Le travail : de l’aliénation à l’individuation

Si le 18è siècle invente le travail comme catégorie économique abstraite, le 19è siècle en fait un enjeu politique, social et philosophique majeur. C’est le siècle des contradictions profondes : d’un côté, des conditions de travail souvent épouvantables, documentées par des enquêteurs et des médecine. De l’autre, une élaboration philosophique qui magnifie le travail comme activité fondamentalement humaine et potentiellement libératrice. C’est aussi le siècle où naît le droit du travail, non pas comme une évidence, mais comme le résultat de conflits, de résistances et de négociations dont l’histoire est bien plus complexe que le récit habituel ne le laisse entendre.

Les Luddites et la question de la machine

Pour comprendre les tensions du XIXe siècle, il faut partir du mouvement luddite, qui constitue l’une des premières grandes crises de la modernité industrielle. Les Luddites sont des ouvriers textiles anglais qui, au début du XIXe siècle, brisent les machines à tisser mécaniques pour tenter de préserver leur emploi. Le pic de leur action se situe entre 1811 et 1812, avec de grandes manifestations à Nottingham, dans cette région du nord de l’Angleterre où la révolution industrielle bat son plein. Les autorités britanniques soupçonnent d’abord les services secrets napoléoniens d’en être à l’origine, persuadées qu’aucun Anglais ne pourrait contester les bienfaits de la révolution industrielle. Mais le mouvement est bien réel, et il exprime une angoisse authentique : la conviction que les machines détruisent l’emploi des travailleurs qualifiés, que le progrès technique se fait au détriment des hommes.

Grand défenseur de la liberté, révolté contre la politique et la société de son temps, Lord Byron prend leur défense et pointe la violence avec laquelle les forces de l’ordre ont traité ces ouvriers, dont beaucoup seront condamnés à mort pour avoir détruit des machines – une peine d’une sévérité qui dit beaucoup sur la valeur accordée à la propriété industrielle par rapport à la vie humaine. La réponse la plus intéressante à Byron viendra de sa propre fille, Ada Lovelace (elle a conçut ce qui est aujourd’hui considéré comme le premier algorithme destiné à être exécuté par une machine). Là où son père défend les ouvriers contre la machine, Ada prend le parti de la machine mais avec des arguments qui dépassent largement le débat de son époque. Elle soutient que ceux qui pensent que le progrès technique ne menace que les emplois fondés sur la force physique – les métiers manuels de traction, les travaux bruts – font une erreur d’analyse. Certes, la machine va remplacer la force animale d’abord, puis la force humaine brute ensuite. Mais Ada Lovelace, prenant l’exemple des premières calculatrices mécaniques, annonce que viendra un jour où des machines seront capables de réaliser des calculs bien plus rapidement que les mathématiciens, d’interpréter des textes, de comprendre du langage – c’est-à-dire de se substituer non seulement à la force physique, mais à l’intelligence humaine elle-même.

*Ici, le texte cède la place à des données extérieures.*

use thiserror::Error;

/// Errors that can occur while reading a text log into the log stream
#[derive(Error, Debug)]
pub enum CollectorError {
    #[error("IO error: {0}")]
    IoError(#[from] std::io::Error),
}

/// Errors that can occur during configuration loading
#[derive(Error, Debug)]
pub enum ConfigError {
    #[error("Failed to read config file: {0}")]
    ReadError(String),

    #[error("Invalid configuration value: {0}")]
    ValidationError(String),

    #[error("TOML parse error: {0}")]
    TomlError(#[from] toml::de::Error),
}

/// Error returned when a severity or log kind name is not recognized
#[derive(Error, Debug, Clone, PartialEq, Eq)]
#[error("Unknown severity '{0}', expected one of: log, warning, assert, error, exception")]
pub struct ParseSeverityError(pub String);
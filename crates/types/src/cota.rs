//! Concept-over-time analysis (COTA) refinement job payloads.

use chrono::{DateTime, Utc};
use serde::{Deserialize, Serialize};

use crate::status::{JobId, JobStatus};
use crate::timestamp;

/// Optional tuning knobs sent as the body of `POST /cota/refine/{cota_id}`.
#[derive(Debug, Clone, Default, PartialEq, Serialize, Deserialize)]
pub struct CotaRefinementHyperparameters {
    #[serde(default, skip_serializing_if = "Option::is_none")]
    pub min_required_annotations_per_concept: Option<u32>,
    #[serde(default, skip_serializing_if = "Option::is_none")]
    pub train_epochs: Option<u32>,
    #[serde(default, skip_serializing_if = "Option::is_none")]
    pub search_space_topk: Option<u32>,
    #[serde(default, skip_serializing_if = "Option::is_none")]
    pub search_space_threshold: Option<f64>,
}

/// Request to refine one COTA. The COTA id travels in the path.
#[derive(Debug, Clone, PartialEq)]
pub struct CotaRefinementRequest {
    pub cota_id: i64,
    pub hyperparameters: Option<CotaRefinementHyperparameters>,
}

impl CotaRefinementRequest {
    pub fn new(cota_id: i64) -> Self {
        Self {
            cota_id,
            hyperparameters: None,
        }
    }
}

#[derive(Debug, Clone, PartialEq, Eq, Serialize, Deserialize)]
pub struct CotaSummary {
    pub id: i64,
    pub name: String,
}

/// Refinement job as read from `GET /cota/refine/{job_id}`.
#[derive(Debug, Clone, Serialize, Deserialize)]
pub struct CotaRefinementJobRead {
    pub id: JobId,
    #[serde(default)]
    pub status: JobStatus,
    #[serde(default)]
    pub current_pipeline_step: Option<String>,
    #[serde(default)]
    pub error_message: Option<String>,
    pub cota: CotaSummary,
    #[serde(deserialize_with = "timestamp::deserialize")]
    pub created: DateTime<Utc>,
    #[serde(default, deserialize_with = "timestamp::option::deserialize")]
    pub updated: Option<DateTime<Utc>>,
}

impl CotaRefinementJobRead {
    /// Pipeline step worth displaying; the server reports `"None"` before
    /// the first step starts.
    pub fn pipeline_step(&self) -> Option<&str> {
        self.current_pipeline_step
            .as_deref()
            .filter(|step| !step.is_empty() && *step != "None")
    }
}
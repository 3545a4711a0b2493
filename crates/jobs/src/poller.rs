// crates/jobs/src/poller.rs
//! Status poller for a single job.
//!
//! [`poll_job`] is a lazy stream: nothing is requested until it is first
//! polled, and dropping it stops polling. Restarting means calling it again.

use std::sync::Arc;

use dats_types::{JobId, JobKind, JobSnapshot, JobStatus, SnapshotError};
use futures_util::Stream;

use crate::api::JobApi;
use crate::config::PollConfig;
use crate::error::ApiError;

#[derive(Debug)]
pub enum PollEvent {
    /// A snapshot that does not regress the lifecycle.
    Snapshot(JobSnapshot),
    /// The server reported FINISHED but sent no result. Always the last event.
    FinishedWithoutResult,
    /// A read failed; polling continues after a backoff.
    Failed { attempt: u32, error: ApiError },
    /// `max_consecutive_failures` was reached. Always the last event.
    Aborted { failures: u32 },
}

/// Poll `id` until a terminal snapshot has been yielded.
///
/// The first read happens immediately. Snapshots that would move the status
/// backwards are logged and dropped. A FINISHED read without a result ends
/// the stream too; it is not retried.
pub fn poll_job(
    api: Arc<dyn JobApi>,
    kind: JobKind,
    id: JobId,
    config: PollConfig,
) -> impl Stream<Item = PollEvent> + Send {
    async_stream::stream! {
        let mut last: Option<JobStatus> = None;
        let mut failures: u32 = 0;

        loop {
            let delay = match api.get_job(kind, &id).await {
                Ok(snapshot) => {
                    failures = 0;
                    let status = snapshot.status();
                    match last {
                        Some(prev) if !prev.can_advance_to(status) => {
                            tracing::warn!(
                                %kind,
                                job_id = %id,
                                from = %prev,
                                to = %status,
                                "dropping regressed job status"
                            );
                        }
                        _ => {
                            last = Some(status);
                            let terminal = snapshot.is_terminal();
                            yield PollEvent::Snapshot(snapshot);
                            if terminal {
                                tracing::debug!(%kind, job_id = %id, %status, "polling finished");
                                break;
                            }
                        }
                    }
                    config.interval()
                }
                Err(ApiError::Snapshot(SnapshotError::MissingResult { .. })) => {
                    tracing::warn!(%kind, job_id = %id, "job finished without a result");
                    yield PollEvent::FinishedWithoutResult;
                    break;
                }
                Err(error) => {
                    failures += 1;
                    tracing::warn!(%kind, job_id = %id, attempt = failures, error = %error, "job poll failed");
                    yield PollEvent::Failed { attempt: failures, error };
                    if config.max_consecutive_failures.is_some_and(|max| failures >= max) {
                        tracing::error!(%kind, job_id = %id, failures, "giving up polling job");
                        yield PollEvent::Aborted { failures };
                        break;
                    }
                    config.delay_after(failures)
                }
            };
            tokio::time::sleep(delay).await;
        }
    }
}
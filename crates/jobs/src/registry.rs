//! Action → tracked job mapping.
//!
//! Each entry is written only through its own action's submission, reset and
//! terminal handling. A new submission or reset bumps the entry's generation
//! and cancels its token, which invalidates the previous [`Ticket`].

use std::collections::HashMap;
use std::sync::atomic::{AtomicU64, Ordering};
use std::sync::RwLock;

use dats_types::{JobId, JobKind, JobSnapshot, JobStatus};
use tokio_util::sync::CancellationToken;

use crate::action::{reduce, ActionEvent, ActionKey, ActionRejected, ActionState};
use crate::error::SubmitError;

/// Proof of which submission (or watch) an action is currently on.
#[derive(Debug, Clone)]
pub struct Ticket {
    pub action: ActionKey,
    pub generation: u64,
    /// Cancelled once the action moves on.
    pub token: CancellationToken,
}

#[derive(Debug)]
struct Entry {
    state: ActionState,
    generation: u64,
    token: CancellationToken,
}

impl Entry {
    fn tracks(&self, kind: JobKind, id: &str) -> bool {
        matches!(&self.state, ActionState::Tracking { job_id, kind: k, .. } if job_id == id && *k == kind)
    }

    fn refers_to(&self, kind: JobKind, id: &str) -> bool {
        job_of(&self.state).is_some_and(|(k, job_id)| k == kind && job_id == id)
    }
}

#[derive(Debug, Default)]
pub struct JobRegistry {
    entries: RwLock<HashMap<ActionKey, Entry>>,
    next_generation: AtomicU64,
}

impl JobRegistry {
    pub fn new() -> Self {
        Self::default()
    }

    /// Move `action` to `Submitting`. Returns the job the action tracked or
    /// settled on before, which is now abandoned by it.
    pub fn begin_submission(
        &self,
        action: &ActionKey,
    ) -> Result<(Ticket, Option<(JobKind, JobId)>), ActionRejected> {
        self.restart(action, &ActionEvent::Submit)
    }

    /// Start tracking an existing job.
    pub fn track_existing(
        &self,
        action: &ActionKey,
        kind: JobKind,
        job_id: JobId,
    ) -> Result<(Ticket, Option<(JobKind, JobId)>), ActionRejected> {
        self.restart(action, &ActionEvent::Watch { job_id, kind })
    }

    /// Record the create call's answer, unless the action moved on meanwhile.
    pub fn complete_submission(&self, ticket: &Ticket, snapshot: &JobSnapshot) -> Result<(), SubmitError> {
        let event = ActionEvent::Submitted {
            job_id: snapshot.id().to_string(),
            kind: snapshot.kind(),
            status: snapshot.status(),
        };
        match self.apply_current(ticket, &event) {
            Some(Ok(())) => Ok(()),
            Some(Err(source)) => Err(SubmitError::Rejected {
                action: ticket.action.clone(),
                source,
            }),
            None => Err(SubmitError::Superseded(ticket.action.clone())),
        }
    }

    pub fn fail_submission(&self, ticket: &Ticket) {
        if let Some(Err(e)) = self.apply_current(ticket, &ActionEvent::SubmitFailed) {
            tracing::warn!(action = %ticket.action, error = %e, "unexpected submit failure event");
        }
    }

    /// Apply an observed status to every action tracking the job.
    pub fn observe_job(&self, kind: JobKind, job_id: &str, status: JobStatus) {
        self.apply_tracking(kind, job_id, &ActionEvent::Observed(status));
    }

    /// The terminal handler ran: release the pending guard of every action
    /// tracking the job.
    pub fn settle_job(&self, kind: JobKind, job_id: &str, status: JobStatus) {
        self.apply_tracking(kind, job_id, &ActionEvent::Handled(status));
    }

    /// Polling gave up: return every action tracking the job to `Idle`.
    pub fn release_job(&self, kind: JobKind, job_id: &str) {
        self.apply_tracking(kind, job_id, &ActionEvent::Reset);
    }

    /// Return `action` to `Idle`. Returns the job it tracked or settled on.
    pub fn reset(&self, action: &ActionKey) -> Option<(JobKind, JobId)> {
        let mut entries = match self.entries.write() {
            Ok(entries) => entries,
            Err(e) => {
                tracing::error!("RwLock poisoned writing registry: {e}");
                return None;
            }
        };
        let entry = entries.remove(action)?;
        entry.token.cancel();
        job_of(&entry.state)
    }

    pub fn state(&self, action: &ActionKey) -> ActionState {
        match self.entries.read() {
            Ok(entries) => entries
                .get(action)
                .map(|entry| entry.state.clone())
                .unwrap_or_default(),
            Err(e) => {
                tracing::error!("RwLock poisoned reading registry: {e}");
                ActionState::default()
            }
        }
    }

    /// Whether any action still polls the job.
    pub fn is_tracked(&self, kind: JobKind, job_id: &str) -> bool {
        match self.entries.read() {
            Ok(entries) => entries.values().any(|entry| entry.tracks(kind, job_id)),
            Err(e) => {
                tracing::error!("RwLock poisoned reading registry: {e}");
                false
            }
        }
    }

    /// Whether any action still tracks or settled on the job.
    pub fn is_referenced(&self, kind: JobKind, job_id: &str) -> bool {
        match self.entries.read() {
            Ok(entries) => entries.values().any(|entry| entry.refers_to(kind, job_id)),
            Err(e) => {
                tracing::error!("RwLock poisoned reading registry: {e}");
                true
            }
        }
    }

    fn restart(
        &self,
        action: &ActionKey,
        event: &ActionEvent,
    ) -> Result<(Ticket, Option<(JobKind, JobId)>), ActionRejected> {
        let mut entries = match self.entries.write() {
            Ok(entries) => entries,
            Err(poisoned) => {
                tracing::error!("RwLock poisoned writing registry: {poisoned}");
                poisoned.into_inner()
            }
        };
        let current = entries
            .get(action)
            .map(|entry| entry.state.clone())
            .unwrap_or_default();
        let next = reduce(&current, event)?;

        let generation = self.next_generation.fetch_add(1, Ordering::Relaxed) + 1;
        let token = CancellationToken::new();
        let previous = entries.insert(
            action.clone(),
            Entry {
                state: next,
                generation,
                token: token.clone(),
            },
        );
        let abandoned = previous.and_then(|entry| {
            entry.token.cancel();
            job_of(&entry.state)
        });
        if let Some((kind, id)) = &abandoned {
            tracing::debug!(%action, %kind, job_id = %id, "action abandoned job");
        }

        Ok((
            Ticket {
                action: action.clone(),
                generation,
                token,
            },
            abandoned,
        ))
    }

    /// `None` if the ticket is stale.
    fn apply_current(&self, ticket: &Ticket, event: &ActionEvent) -> Option<Result<(), ActionRejected>> {
        let mut entries = match self.entries.write() {
            Ok(entries) => entries,
            Err(e) => {
                tracing::error!("RwLock poisoned writing registry: {e}");
                return None;
            }
        };
        let entry = entries
            .get_mut(&ticket.action)
            .filter(|entry| entry.generation == ticket.generation)?;
        Some(reduce(&entry.state, event).map(|next| entry.state = next))
    }

    fn apply_tracking(&self, kind: JobKind, job_id: &str, event: &ActionEvent) {
        let mut entries = match self.entries.write() {
            Ok(entries) => entries,
            Err(e) => {
                tracing::error!("RwLock poisoned writing registry: {e}");
                return;
            }
        };
        for (action, entry) in entries.iter_mut().filter(|(_, entry)| entry.tracks(kind, job_id)) {
            match reduce(&entry.state, event) {
                Ok(next) => entry.state = next,
                Err(e) => tracing::warn!(%action, error = %e, "registry event rejected"),
            }
        }
    }
}

/// The job an action is polling or settled on.
fn job_of(state: &ActionState) -> Option<(JobKind, JobId)> {
    match state {
        ActionState::Tracking { job_id, kind, .. } | ActionState::Settled { job_id, kind, .. } => {
            Some((*kind, job_id.clone()))
        }
        ActionState::Idle | ActionState::Submitting => None,
    }
}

La dissolution des corporations et ses conséquences sociales

Si l’Angleterre est le théâtre des Luddites, la France connaît une transformation institutionnelle tout aussi décisive avec la Révolution française. En 1791, le décret d’Allarde et la loi Le Chapelier suppriment les corporations (structures qui organisaient le travail artisanal depuis le Moyen Âge, réglementaient la qualité des productions et définissaient les rapports entre maîtres, compagnons et apprentis). Cette suppression s’inscrit dans le grand mouvement révolutionnaire d’abolition des corps intermédiaires, au nom de la liberté individuelle et de la concurrence. Le décret d’Allarde institue avant tout un nouvel impôt, la patente, qui remplace les contributions que versaient les corporations. La loi Le Chapelier, quant à elle, organise la concurrence sur les marchés, notamment publics, et interdit les coalitions c’est-à-dire les ententes entre producteurs ou entre ouvriers pour fixer les prix ou les conditions de travail. C’est cette interdiction des coalitions qui aura les conséquences les plus lourdes pour le monde ouvrier : toute tentative de s’associer pour se défendre collectivement devient illégale. Il n’y a pas encore de syndicats (loi Ollivier de 1864, loi Waldeck-Rousseau 1884). La répression des tentatives de résistance ouvrière est sévère.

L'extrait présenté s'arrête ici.